Skip to main content

Overview

SAM 3 supports multiple prompting modalities to segment objects in images and videos. You can use text descriptions, visual cues like points and boxes, or even provide example masks to guide segmentation.
SAM 3 can handle 270K+ unique concepts - over 50× more than existing benchmarks - making it truly open-vocabulary.

Prompt Types

SAM 3 supports five main types of prompts:

Text

Natural language descriptions

Points

Positive/negative click coordinates

Boxes

Bounding box coordinates

Masks

Binary segmentation masks

Exemplars

Example images or regions

Text Prompting

Text prompting allows you to describe objects using natural language.

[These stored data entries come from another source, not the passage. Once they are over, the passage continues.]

//! Document conversion: label file plus image in, markup out.
//!
//! [`PageConverter`] bundles a class mapping with layout and render options
//! and converts one label file at a time. [`BatchConverter`] drives it over
//! a directory of label files.
//!
//! # Example
//!
//! ```no_run
//! use yolo2page::convert::PageConverter;
//! use yolo2page::parser::ClassMapping;
//!
//! fn main() -> yolo2page::Result<()> {
//!     let converter = PageConverter::new(ClassMapping::default());
//!     let result = converter.convert_file("labels/page_01.txt", "images/page_01.jpg")?;
//!     println!("{}", result.content);
//!     Ok(())
//! }
//! ```

mod batch;
mod stats;

pub use batch::{BatchConverter, BatchFailure, BatchReport, DEFAULT_OUTPUT_DIR};
pub use stats::ConversionStats;

use crate::error::{Error, Result};
use crate::model::{ImageInfo, Page};
use crate::parser::{
    layout_page, ClassMapping, CompositeObserver, LayoutObserver, LayoutOptions, LogObserver,
};
use crate::render::{render, OutputFormat, RenderOptions};
use std::fs;
use std::io::Write;
use std::path::Path;
use std::sync::Arc;

/// Source of image dimensions.
///
/// Implement this trait to supply dimensions without decoding image files,
/// e.g. from a dataset manifest.
pub trait ImageInfoProvider: Send + Sync {
    /// Get the metadata of the image at `path`.
    fn image_info(&self, path: &Path) -> Result<ImageInfo>;
}

/// Reads dimensions from the image file header.
#[derive(Debug, Clone, Copy, Default)]
pub struct ImageHeaderProvider;

impl ImageInfoProvider for ImageHeaderProvider {
    fn image_info(&self, path: &Path) -> Result<ImageInfo> {
        if !path.is_file() {
            return Err(Error::ImageNotFound(path.to_path_buf()));
        }
        let (width, height) = image::image_dimensions(path).map_err(|e| Error::ImageRead {
            path: path.to_path_buf(),
            message: e.to_string(),
        })?;
        if width == 0 || height == 0 {
            return Err(Error::InvalidImageSize { width, height });
        }
        Ok(ImageInfo::new(file_name(path), width, height))
    }
}

/// Reports the same dimensions for every image without reading it.
#[derive(Debug, Clone, Copy, PartialEq, Eq)]
pub struct FixedSizeProvider {
    /// Width in pixels
    pub width: u32,
    /// Height in pixels
    pub height: u32,
}

impl FixedSizeProvider {
    /// Create a provider for images of `width` x `height` pixels.
    pub fn new(width: u32, height: u32) -> Self {
        Self { width, height }
    }
}

impl ImageInfoProvider for FixedSizeProvider {
    fn image_info(&self, path: &Path) -> Result<ImageInfo> {
        if self.width == 0 || self.height == 0 {
            return Err(Error::InvalidImageSize {
                width: self.width,
                height: self.height,
            });
        }
        Ok(ImageInfo::new(file_name(path), self.width, self.height))
    }
}

/// Result of converting one document.
#[derive(Debug, Clone)]
pub struct ConvertResult {
    /// Rendered markup
    pub content: String,

    /// Layout hierarchy the markup was rendered from
    pub page: Page,

    /// Statistics for this document
    pub stats: ConversionStats,

    /// Format of `content`
    pub format: OutputFormat,
}

/// Converts label files into PAGE-XML (or JSON) documents.
#[derive(Clone)]
pub struct PageConverter {
    mapping: ClassMapping,
    layout: LayoutOptions,
    render: RenderOptions,
    images: Arc<dyn ImageInfoProvider>,
}

impl PageConverter {
    /// Create a converter that reads image headers for dimensions.
    pub fn new(mapping: ClassMapping) -> Self {
        Self {
            mapping,
            layout: LayoutOptions::default(),
            render: RenderOptions::default(),
            images: Arc::new(ImageHeaderProvider),
        }
    }

    /// Set layout options.
    pub fn with_layout_options(mut self, options: LayoutOptions) -> Self {
        self.layout = options;
        self
    }

    /// Set render options.
    pub fn with_render_options(mut self, options: RenderOptions) -> Self {
        self.render = options;
        self
    }

    /// Set the source of image dimensions.
    pub fn with_image_provider<P: ImageInfoProvider + 'static>(mut self, provider: P) -> Self {
        self.images = Arc::new(provider);
        self
    }

    /// Class mapping in use.
    pub fn mapping(&self) -> &ClassMapping {
        &self.mapping
    }

    /// Layout options in use.
    pub fn layout_options(&self) -> &LayoutOptions {
        &self.layout
    }

    /// Render options in use.
    pub fn render_options(&self) -> &RenderOptions {
        &self.render
    }

    /// Convert a label file, logging layout events.
    ///
    /// # Errors
    ///
    /// Returns [`Error::LabelNotFound`] or [`Error::ImageNotFound`] when an
    /// input is missing, and the image provider's error when the image
    /// cannot be read.
    pub fn convert_file<P: AsRef<Path>, Q: AsRef<Path>>(
        &self,
        labels: P,
        image: Q,
    ) -> Result<ConvertResult> {
        let source = file_name(labels.as_ref());
        self.convert_file_with(labels, image, &mut LogObserver::for_source(source))
    }

    /// Convert a label file, reporting layout events to `observer`.
    pub fn convert_file_with<P: AsRef<Path>, Q: AsRef<Path>>(
        &self,
        labels: P,
        image: Q,
        observer: &mut dyn LayoutObserver,
    ) -> Result<ConvertResult> {
        let labels = labels.as_ref();
        let image = image.as_ref();
        if !labels.is_file() {
            return Err(Error::LabelNotFound(labels.to_path_buf()));
        }
        if !image.is_file() {
            return Err(Error::ImageNotFound(image.to_path_buf()));
        }

        let info = self.images.image_info(image)?;
        log::debug!(
            "Converting {} ({}x{} image {})",
            labels.display(),
            info.width,
            info.height,
            info.filename
        );
        let bytes = fs::read(labels)?;
        let text = String::from_utf8_lossy(&bytes);
        self.convert_str(&text, info, observer)
    }

    /// Convert label text already in memory.
    pub fn convert_str(
        &self,
        text: &str,
        image: ImageInfo,
        observer: &mut dyn LayoutObserver,
    ) -> Result<ConvertResult> {
        let mut stats = ConversionStats::new();
        let page = {
            let mut observers = CompositeObserver::new()
                .with_observer(observer)
                .with_observer(&mut stats);
            layout_page(text, image, &self.mapping, &self.layout, &mut observers)
        };
        let content = render(&page, &self.render)?;

        Ok(ConvertResult {
            content,
            page,
            stats,
            format: self.render.format,
        })
    }

    /// Convert a label file and write the markup to `output`.
    ///
    /// Nothing is written when conversion fails.
    pub fn convert_to_path<P: AsRef<Path>, Q: AsRef<Path>, R: AsRef<Path>>(
        &self,
        labels: P,
        image: Q,
        output: R,
    ) -> Result<ConvertResult> {
        let result = self.convert_file(labels, image)?;
        write_output(output.as_ref(), &result.content)?;
        log::info!("Created {}: {}", output_kind(result.format), output.as_ref().display());
        Ok(result)
    }
}

impl Default for PageConverter {
    fn default() -> Self {
        Self::new(ClassMapping::default())
    }
}

impl std::fmt::Debug for PageConverter {
    fn fmt(&self, f: &mut std::fmt::Formatter<'_>) -> std::fmt::Result {
        f.debug_struct("PageConverter")
            .field("mapping", &self.mapping)
            .field("layout", &self.layout)
            .field("render", &self.render)
            .finish_non_exhaustive()
    }
}

/// Write `content` to `path`, creating parent directories.
///
/// The content goes to a temporary sibling file first and is renamed into
/// place, so `path` never holds a partial document.
pub fn write_output(path: &Path, content: &str) -> Result<()> {
    if let Some(parent) = path.parent().filter(|p| !p.as_os_str().is_empty()) {
        fs::create_dir_all(parent)?;
    }

    let tmp = path.with_file_name(format!(".{}.tmp", file_name(path)));
    let written = fs::File::create(&tmp).and_then(|mut file| {
        file.write_all(content.as_bytes())?;
        file.sync_all()
    });
    if let Err(e) = written.and_then(|_| fs::rename(&tmp, path)) {
        let _ = fs::remove_file(&tmp);
        return Err(e.into());
    }
    Ok(())
}

fn output_kind(format: OutputFormat) -> &'static str {
    match format {
        OutputFormat::PageXml => "PAGE-XML",
        OutputFormat::Json => "JSON",
    }
}

fn file_name(path: &Path) -> String {
    path.file_name()
        .map(|n| n.to_string_lossy().into_owned())
        .unwrap_or_default()
}

#[cfg(test)]
mod tests {
    use super::*;
    use crate::parser::{EventCollector, NullObserver};
    use tempfile::TempDir;

    #[test]
    fn test_convert_str_single_line() {
        let converter = PageConverter::default();
        let result = converter
            .convert_str(
                "0 0.1 0.1 0.3 0.1 0.3 0.2 0.1 0.2\n",
                ImageInfo::new("page.png", 1000, 1000),
                &mut NullObserver,
            )
            .unwrap();

        assert_eq!(result.stats.orphan_lines, 1);
        assert_eq!(result.stats.documents, 1);
        assert!(result.content.contains("<TextLine id=\"l0000\">"));
        assert!(result.content.contains("id=\"r_orphan0000\" type=\"paragraph\""));
    }

    #[test]
    fn test_convert_str_forwards_events() {
        let converter = PageConverter::default();
        let mut events = EventCollector::new();
        let result = converter
            .convert_str(
                "bad line\n5 0.1 0.1 0.3 0.1 0.3 0.2\n",
                ImageInfo::new("page.png", 100, 100),
                &mut events,
            )
            .unwrap();

        assert_eq!(events.malformed_count(), 1);
        assert_eq!(events.unmapped_count(), 1);
        assert_eq!(result.stats.skipped_labels(), 2);
        assert!(result.page.is_empty());
    }

    #[test]
    fn test_missing_inputs() {
        let dir = TempDir::new().unwrap();
        let labels = dir.path().join("page.txt");
        let image = dir.path().join("page.png");
        let converter = PageConverter::default().with_image_provider(FixedSizeProvider::new(10, 10));

        assert!(matches!(
            converter.convert_file(&labels, &image),
            Err(Error::LabelNotFound(_))
        ));

        fs::write(&labels, "").unwrap();
        assert!(matches!(
            converter.convert_file(&labels, &image),
            Err(Error::ImageNotFound(_))
        ));
    }

    #[test]
    fn test_fixed_size_provider() {
        let info = FixedSizeProvider::new(640, 480)
            .image_info(Path::new("imgs/scan.jpg"))
            .unwrap();
        assert_eq!(info, ImageInfo::new("scan.jpg", 640, 480));

        assert!(matches!(
            FixedSizeProvider::new(0, 480).image_info(Path::new("scan.jpg")),
            Err(Error::InvalidImageSize { width: 0, .. })
        ));
    }

    #[test]
    fn test_image_header_provider_rejects_non_image() {
        let dir = TempDir::new().unwrap();
        let path = dir.path().join("fake.png");
        fs::write(&path, b"not an image").unwrap();
        assert!(matches!(
            ImageHeaderProvider.image_info(&path),
            Err(Error::ImageRead { .. })
        ));
    }

    #[test]
    fn test_write_output_creates_dirs() {
        let dir = TempDir::new().unwrap();
        let path = dir.path().join("nested").join("out.xml");
        write_output(&path, "<PcGts/>").unwrap();

        assert_eq!(fs::read_to_string(&path).unwrap(), "<PcGts/>");
        let leftovers: Vec<_> = fs::read_dir(path.parent().unwrap())
            .unwrap()
            .map(|e| e.unwrap().file_name())
            .collect();
        assert_eq!(leftovers.len(), 1);
    }
}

SAM 3’s language encoder processes text and fuses it with visual features.

Basic Text Prompts

from sam3.model.sam3_image_processor import Sam3Processor
from PIL import Image

# Initialize processor
processor = Sam3Processor(model)
image = Image.open("image.jpg")
inference_state = processor.set_image(image)

# Text prompt
output = processor.set_text_prompt(
    state=inference_state,
    prompt="a dog"
)

masks = output["masks"]  # Predicted masks
boxes = output["boxes"]  # Bounding boxes
scores = output["scores"]  # Confidence scores

Advanced Text Prompts

SAM 3 handles complex, compositional text prompts:
# Specific attributes
output = processor.set_text_prompt(
    state=inference_state,
    prompt="a player in white uniform"
)

# Spatial relationships
output = processor.set_text_prompt(
    state=inference_state,
    prompt="person sitting on the bench"
)

# Multiple attributes
output = processor.set_text_prompt(
    state=inference_state,
    prompt="red sports car with open doors"
)
The presence token in SAM 3’s architecture helps distinguish between similar prompts like “player in white” vs “player in red”.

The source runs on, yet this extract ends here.